Dehānta (Cyavana) and Upapatti: Kāśyapa’s Questions and the Siddha’s Account of Death, Pain, and Karmic Re-embodiment
काश्यप उवाच कथं शरीरं च्यवते कथं चैवोपपद्मते । कथं कष्टाच्च संसारात् संसरन् परिमुच्यते
kāśyapa uvāca: kathaṃ śarīraṃ cyavate kathaṃ caivopapadyate | kathaṃ kaṣṭācca saṃsārāt saṃsaran parimucyate ||
ಕಾಶ್ಯಪನು ಕೇಳಿದನು—ಮಹಾತ್ಮನೇ! ಈ ದೇಹವು ಹೇಗೆ ಬಿದ್ದು ಬಿಡುತ್ತದೆ? ನಂತರ ಮತ್ತೊಂದು ದೇಹವು ಹೇಗೆ ಲಭಿಸುತ್ತದೆ? ಮತ್ತು ಈ ದುಃಖಮಯ ಸಂಸಾರಚಕ್ರದಲ್ಲಿ ಸಂಚರಿಸುವ ದೇಹಿ ಅದರಿಂದ ಸಂಪೂರ್ಣವಾಗಿ ಹೇಗೆ ಮುಕ್ತನಾಗುತ್ತಾನೆ?
काश्यप उवाच
The verse frames the central philosophical problem of saṃsāra: the mechanism of death (the body’s falling away), rebirth (attaining another body), and the means of final release (mokṣa).

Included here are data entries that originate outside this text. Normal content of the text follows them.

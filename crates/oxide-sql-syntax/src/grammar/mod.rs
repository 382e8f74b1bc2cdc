//! The SQLite grammar.
//!
//! Each production is a function `fn(&mut Parser, Depth) -> MatchResult`
//! that rejects on its first token before opening a node, then runs its
//! body through [`Parser::rule`]. Statements are dispatched on their
//! leading keyword.

mod admin;
mod ddl;
mod dml;
mod expressions;
mod names;
mod select;

use tracing::trace;

use admin::{
    analyze_statement, attach_statement, begin_statement, commit_statement, detach_statement,
    pragma_statement, reindex_statement, release_statement, rollback_statement,
    savepoint_statement, vacuum_statement,
};
use ddl::{alter_table, create_statement, drop_statement};
use dml::{delete_statement, insert_statement, update_statement};
use select::{select_statement, with_clause};

#[allow(clippy::enum_glob_use)]
use crate::SyntaxKind::*;
use crate::parser::{Depth, MatchResult, Missing, Parser, Rule};

/// `FILE`: every statement of the input, separated by `;`.
///
/// Always produces the root node, even for empty input.
pub(crate) fn file(p: &mut Parser<'_>) {
    p.node(FILE, statement_list);
}

/// `statement? (';' statement?)*`
fn statement_list(p: &mut Parser<'_>) {
    loop {
        if !p.at(SEMICOLON) && !p.at_eof() {
            statement_or_recover(p);
        }
        if !p.eat(SEMICOLON) {
            break;
        }
    }
}

/// One statement, with anything left before the next `;` wrapped in an
/// `ERROR` node.
fn statement_or_recover(p: &mut Parser<'_>) {
    if statement(p, Depth::ROOT).is_not_matched() {
        p.error_expected("<statement>");
        p.recover_statement();
        return;
    }
    if p.at(SEMICOLON) || p.at_eof() {
        return;
    }
    if !p.reported_here() {
        p.error_expected("';'");
    }
    p.recover_statement();
}

/// `(EXPLAIN (QUERY PLAN)?)? statement`
fn statement(p: &mut Parser<'_>, depth: Depth) -> MatchResult {
    if !p.at(EXPLAIN_KW) {
        return statement_body(p, depth);
    }
    p.rule(EXPLAIN_STATEMENT, depth, |p, state, depth| {
        p.bump();
        state.commit();
        if p.eat(QUERY_KW) {
            p.expect(state, PLAN_KW)?;
        }
        statement_body(p, depth).require(p, state, "<statement>")
    })
}

fn statement_body(p: &mut Parser<'_>, depth: Depth) -> MatchResult {
    let rule: Rule = match p.current() {
        ALTER_KW => alter_table,
        ANALYZE_KW => analyze_statement,
        ATTACH_KW => attach_statement,
        BEGIN_KW => begin_statement,
        COMMIT_KW | END_KW => commit_statement,
        CREATE_KW => create_statement,
        DELETE_KW => delete_statement,
        DETACH_KW => detach_statement,
        DROP_KW => drop_statement,
        INSERT_KW | REPLACE_KW => insert_statement,
        PRAGMA_KW => pragma_statement,
        REINDEX_KW => reindex_statement,
        RELEASE_KW => release_statement,
        ROLLBACK_KW => rollback_statement,
        SAVEPOINT_KW => savepoint_statement,
        SELECT_KW | VALUES_KW => select_statement,
        UPDATE_KW => update_statement,
        VACUUM_KW => vacuum_statement,
        WITH_KW => with_statement,
        _ => return MatchResult::NotMatched,
    };
    trace!(keyword = ?p.current(), "statement");
    rule(p, depth)
}

/// `with_clause (select | delete | insert | update)`
pub(super) fn with_statement(p: &mut Parser<'_>, depth: Depth) -> MatchResult {
    if !p.at(WITH_KW) {
        return MatchResult::NotMatched;
    }
    p.rule(WITH_CLAUSE_STATEMENT, depth, |p, state, depth| {
        with_clause(p, depth).require(p, state, "WITH")?;
        state.commit();
        let body = p.first_of(
            depth,
            &[
                select_statement,
                delete_statement,
                insert_statement,
                update_statement,
            ],
        );
        if body.is_not_matched() {
            for what in ["DELETE", "INSERT", "REPLACE", "SELECT", "UPDATE", "VALUES"] {
                p.error_expected(what);
            }
            return Err(Missing);
        }
        Ok(())
    })
}
//! Token type produced by the lexer.

use super::Span;
use crate::SyntaxKind;

/// A lexed token: its kind and where it sits in the source.
#[derive(Debug, Clone, Copy, PartialEq, Eq)]
pub struct Token {
    pub kind: SyntaxKind,
    pub span: Span,
}

impl Token {
    #[must_use]
    pub const fn new(kind: SyntaxKind, span: Span) -> Self {
        Self { kind, span }
    }

    #[must_use]
    pub const fn is_eof(&self) -> bool {
        matches!(self.kind, SyntaxKind::EOF)
    }

    #[must_use]
    pub const fn is_keyword(&self) -> bool {
        self.kind.is_keyword()
    }

    /// Whitespace and comments are trivia; everything else is significant
    /// to the parser.
    #[must_use]
    pub const fn is_trivia(&self) -> bool {
        self.kind.is_trivia()
    }

    /// The token's text within `source`.
    #[must_use]
    pub fn text<'s>(&self, source: &'s str) -> &'s str {
        self.span.slice(source)
    }
}
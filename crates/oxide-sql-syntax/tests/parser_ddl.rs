//! Tests for schema statements: CREATE TABLE, INDEX, VIEW, TRIGGER and
//! VIRTUAL TABLE, ALTER TABLE and DROP.

mod common;
use common::*;

#[allow(clippy::enum_glob_use)]
use oxide_sql_syntax::SyntaxKind::*;
use oxide_sql_syntax::parse;

// ===================================================================
// CREATE TABLE
// ===================================================================

const ORDERS: &str = "\
CREATE TABLE IF NOT EXISTS main.orders (
    id INTEGER PRIMARY KEY AUTOINCREMENT,
    user_id INTEGER NOT NULL REFERENCES users (id) ON DELETE CASCADE,
    total DECIMAL(10, 2) DEFAULT 0 CHECK (total >= 0),
    CONSTRAINT fk_user FOREIGN KEY (user_id) REFERENCES users (id)
        ON UPDATE SET NULL DEFERRABLE INITIALLY DEFERRED,
    UNIQUE (user_id, total) ON CONFLICT REPLACE
) WITHOUT ROWID";

#[test]
fn create_table_full() {
    let stmt = statement(ORDERS);
    assert_eq!(stmt.kind(), CREATE_TABLE_STATEMENT);
    assert_eq!(text_of(&stmt, DATABASE_NAME), "main");
    assert_eq!(text_of(&stmt, TABLE_DEFINITION_NAME), "orders");
    assert_eq!(count(&stmt, COLUMN_DEFINITION), 3);
    assert_eq!(count(&stmt, TABLE_CONSTRAINT), 2);
    assert_eq!(count(&stmt, FOREIGN_KEY_CLAUSE), 2);
    assert_eq!(count(&stmt, COLUMN_CONSTRAINT), 5);
    assert_eq!(count(&stmt, CONFLICT_CLAUSE), 1);
    assert_eq!(text_of(&stmt, CONSTRAINT_NAME), "fk_user");
}

#[test]
fn create_table_type_names() {
    let root = parse_ok("CREATE TABLE t (a VARYING CHARACTER(255), b DECIMAL(-1, +2), c)");
    let types: Vec<_> = find_all(&root, TYPE_NAME)
        .iter()
        .map(|n| n.text().to_string())
        .collect();
    assert_eq!(types, vec!["VARYING CHARACTER(255)", "DECIMAL(-1, +2)"]);
    assert_eq!(count(&root, SIGNED_NUMBER), 3);
}

#[test]
fn create_table_options() {
    parse_ok("CREATE TABLE t (a INTEGER) STRICT, WITHOUT ROWID");
    parse_ok("CREATE TABLE t (a INTEGER) without rowid");
}

#[test]
fn create_table_as_select() {
    let stmt = statement("CREATE TEMP TABLE t AS SELECT 1");
    assert_eq!(
        child_kinds(&stmt),
        vec![TABLE_DEFINITION_NAME, SELECT_STATEMENT]
    );
}

#[test]
fn create_table_keyword_column_names() {
    // Fallback keywords are names in a column definition.
    let root = parse_ok("CREATE TABLE t (key TEXT, action TEXT, replace INTEGER)");
    assert_eq!(count(&root, COLUMN_DEFINITION_NAME), 3);
}

#[test]
fn error_without_needs_rowid() {
    let errors = parse_err("CREATE TABLE t (a) WITHOUT");
    assert_eq!(errors.len(), 1);
    assert_eq!(errors[0].message, "ROWID expected");
}

#[test]
fn error_bad_table_element() {
    let errors = parse_err("CREATE TABLE t (a INTEGER, b TEXT, 42)");
    assert_eq!(errors.len(), 1);
    assert_eq!(
        errors[0].message,
        "<column definition name> expected, got '42'"
    );
}

#[test]
fn error_table_element_recovers_to_paren() {
    let input = "CREATE TABLE t (a INTEGER PRIMARY KEY 42, b) WITHOUT ROWID";
    let result = parse(input);
    assert_eq!(result.errors().len(), 1);
    assert_eq!(result.errors()[0].message, "unexpected '42'");
    let root = result.syntax();
    assert_eq!(statement_kinds(&root), vec![CREATE_TABLE_STATEMENT]);
    let stmt = find(&root, CREATE_TABLE_STATEMENT);
    assert_eq!(count(&stmt, ERROR), 1);
}

// ===================================================================
// CREATE INDEX / VIEW / VIRTUAL TABLE
// ===================================================================

#[test]
fn create_index() {
    let stmt = statement(
        "CREATE UNIQUE INDEX IF NOT EXISTS idx_users_email \
         ON users (email COLLATE nocase DESC, id) WHERE email IS NOT NULL",
    );
    assert_eq!(stmt.kind(), CREATE_INDEX_STATEMENT);
    assert_eq!(text_of(&stmt, INDEX_NAME), "idx_users_email");
    assert_eq!(count(&stmt, INDEXED_COLUMN), 2);
    assert_eq!(text_of(&stmt, COLLATION_NAME), "nocase");
}

#[test]
fn create_temp_view() {
    let stmt = statement(
        "CREATE TEMP VIEW IF NOT EXISTS active (id, name) AS SELECT id, name FROM users",
    );
    assert_eq!(
        child_kinds(&stmt),
        vec![
            VIEW_NAME,
            COLUMN_DEFINITION_NAME,
            COLUMN_DEFINITION_NAME,
            SELECT_STATEMENT,
        ]
    );
}

#[test]
fn create_virtual_table() {
    let stmt = statement(
        "CREATE VIRTUAL TABLE docs USING fts5(title, body, tokenize = 'porter unicode61')",
    );
    assert_eq!(stmt.kind(), CREATE_VIRTUAL_TABLE_STATEMENT);
    assert_eq!(text_of(&stmt, MODULE_NAME), "fts5");
    let arguments: Vec<_> = find_all(&stmt, MODULE_ARGUMENT)
        .iter()
        .map(|n| n.text().to_string().trim().to_string())
        .collect();
    assert_eq!(
        arguments,
        vec!["title", "body", "tokenize = 'porter unicode61'"]
    );
}

#[test]
fn create_virtual_table_nested_parens() {
    let root = parse_ok("CREATE VIRTUAL TABLE r USING rtree(id, f(1, 2), y)");
    assert_eq!(count(&root, MODULE_ARGUMENT), 3);
}

// ===================================================================
// CREATE TRIGGER
// ===================================================================

#[test]
fn create_trigger() {
    let root = parse_ok(
        "CREATE TRIGGER IF NOT EXISTS audit AFTER UPDATE OF name, email ON users \
         FOR EACH ROW WHEN new.name IS NOT old.name BEGIN \
           INSERT INTO log (msg) VALUES ('changed'); \
           SELECT RAISE(ABORT, 'nope'); \
         END; SELECT 1",
    );
    assert_eq!(
        statement_kinds(&root),
        vec![CREATE_TRIGGER_STATEMENT, SELECT_STATEMENT]
    );
    let body = find(&root, TRIGGER_BODY);
    assert_eq!(child_kinds(&body), vec![INSERT_STATEMENT, SELECT_STATEMENT]);
    assert_eq!(text_of(&root, ERROR_MESSAGE), "'nope'");
}

#[test]
fn create_trigger_instead_of() {
    let root = parse_ok(
        "CREATE TEMP TRIGGER tr INSTEAD OF DELETE ON v BEGIN DELETE FROM t WHERE id = old.id; END",
    );
    assert_eq!(count(&root, DELETE_STATEMENT), 1);
}

#[test]
fn error_trigger_body_statement() {
    assert_eq!(
        first_error("CREATE TRIGGER tr AFTER INSERT ON t BEGIN DROP TABLE x; END"),
        "<statement> expected, got 'DROP'"
    );
}

#[test]
fn create_trigger_with_clause_body() {
    let root = parse_ok(
        "CREATE TRIGGER tr AFTER INSERT ON t BEGIN \
           WITH x AS (SELECT 1) SELECT * FROM x; \
           WITH y AS (SELECT 2) DELETE FROM u WHERE id IN y; \
         END",
    );
    let body = find(&root, TRIGGER_BODY);
    assert_eq!(
        child_kinds(&body),
        vec![WITH_CLAUSE_STATEMENT, WITH_CLAUSE_STATEMENT]
    );
    assert_eq!(count(&root, DELETE_STATEMENT), 1);
}

#[test]
fn error_trigger_body_stops_at_end() {
    let sql = "CREATE TRIGGER tr AFTER INSERT ON t BEGIN SELECT 1; garbage END; \
               SELECT 2; DELETE FROM u;";
    let errors = parse_err(sql);
    assert_eq!(errors.len(), 1);
    assert_eq!(errors[0].message, "<statement> expected, got 'garbage'");

    let root = parse(sql).syntax();
    assert_eq!(
        statement_kinds(&root),
        vec![CREATE_TRIGGER_STATEMENT, SELECT_STATEMENT, DELETE_STATEMENT]
    );
    let body = find(&root, TRIGGER_BODY);
    assert_eq!(child_kinds(&body), vec![SELECT_STATEMENT, ERROR]);
}

#[test]
fn error_trigger_body_missing_semicolon() {
    let sql = "CREATE TRIGGER tr AFTER INSERT ON t BEGIN SELECT 1 a b; END; SELECT 2";
    let errors = parse_err(sql);
    assert_eq!(errors.len(), 1);
    assert_eq!(errors[0].message, "';' expected, got 'b'");
    assert_eq!(
        statement_kinds(&parse(sql).syntax()),
        vec![CREATE_TRIGGER_STATEMENT, SELECT_STATEMENT]
    );
}

#[test]
fn error_trigger_bad_first_statement_keeps_trigger() {
    let sql = "CREATE TRIGGER tr AFTER INSERT ON t BEGIN DROP TABLE x; END; SELECT 2";
    assert_eq!(parse_err(sql).len(), 1);
    assert_eq!(
        statement_kinds(&parse(sql).syntax()),
        vec![CREATE_TRIGGER_STATEMENT, SELECT_STATEMENT]
    );
}

// ===================================================================
// ALTER / DROP
// ===================================================================

#[test]
fn alter_table_forms() {
    for sql in [
        "ALTER TABLE t RENAME TO u",
        "ALTER TABLE t RENAME COLUMN a TO b",
        "ALTER TABLE main.t ADD COLUMN c TEXT NOT NULL DEFAULT ''",
        "ALTER TABLE t DROP COLUMN c",
    ] {
        assert_eq!(statement(sql).kind(), ALTER_TABLE_STATEMENT, "{sql}");
    }
}

#[test]
fn drop_kinds() {
    for (sql, kind) in [
        ("DROP TABLE IF EXISTS main.t", DROP_TABLE_STATEMENT),
        ("DROP INDEX i", DROP_INDEX_STATEMENT),
        ("DROP TRIGGER IF EXISTS tr", DROP_TRIGGER_STATEMENT),
        ("DROP VIEW v", DROP_VIEW_STATEMENT),
    ] {
        assert_eq!(statement(sql).kind(), kind, "{sql}");
    }
}

#[test]
fn error_drop_without_name() {
    assert_eq!(first_error("DROP VIEW"), "<view name> expected");
}

#[test]
fn error_drop_unknown_kind() {
    assert_eq!(
        first_error("DROP SEQUENCE s"),
        "INDEX, TABLE, TRIGGER or VIEW expected, got 'SEQUENCE'"
    );
}

#[test]
fn error_create_alone() {
    assert_eq!(
        first_error("CREATE"),
        "INDEX, TABLE, TRIGGER, UNIQUE, VIEW or VIRTUAL expected"
    );
}

#[test]
fn error_alter_without_action() {
    assert_eq!(
        first_error("ALTER TABLE t"),
        "ADD, DROP or RENAME expected"
    );
}
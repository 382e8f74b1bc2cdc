//! Syntax checking for SQLite and Room SQL files.
//!
//! `oxide-sql-lint` runs the error-tolerant parser from
//! [`oxide_sql_syntax`] over files or standard input and reports every
//! syntax error with its line and column. Because the parser recovers at
//! statement boundaries, one run reports the errors of every statement in
//! a file, not just the first.
//!
//! # Example
//!
//! ```rust
//! use oxide_sql_lint::prelude::*;
//!
//! let source = SqlSource::new("schema.sql", "CREATE TABLE t (id INTEGER,);");
//! let diagnostics = check(&source, &ParseOptions::default());
//!
//! assert_eq!(diagnostics.len(), 1);
//! assert_eq!(
//!     render(&diagnostics, OutputFormat::Text).unwrap(),
//!     "schema.sql:1:28: <column definition name> expected, got ')'\n"
//! );
//! ```
//!
//! # CLI Usage
//!
//! ```bash
//! # Check files, or `-` for stdin
//! oxide-sql-lint check schema.sql queries/*.sql
//!
//! # Machine-readable output
//! oxide-sql-lint --format json check schema.sql
//!
//! # Inspect the syntax tree or the tokens
//! oxide-sql-lint tree query.sql
//! oxide-sql-lint tokens query.sql
//! ```

pub mod config;
pub mod error;
pub mod report;
pub mod source;

pub use error::{LintError, Result};

/// Prelude for convenient imports.
pub mod prelude {
    pub use crate::config::load_options;
    pub use crate::error::{LintError, Result};
    pub use crate::report::{
        Diagnostic, OutputFormat, check, render, render_tokens, render_tree,
    };
    pub use crate::source::{LineIndex, SqlSource};
    pub use oxide_sql_syntax::ParseOptions;
}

It signals an inquiry into karma-driven transmigration and the liberating knowledge or discipline that ends suffering.
Kāśyapa, as the speaker, poses a set of probing questions to a revered interlocutor (addressed as “mahātman” in the accompanying sense): he asks how death occurs, how rebirth follows, and how a wandering being can be freed from the painful cycle of worldly existence—setting up a doctrinal explanation in the subsequent passage.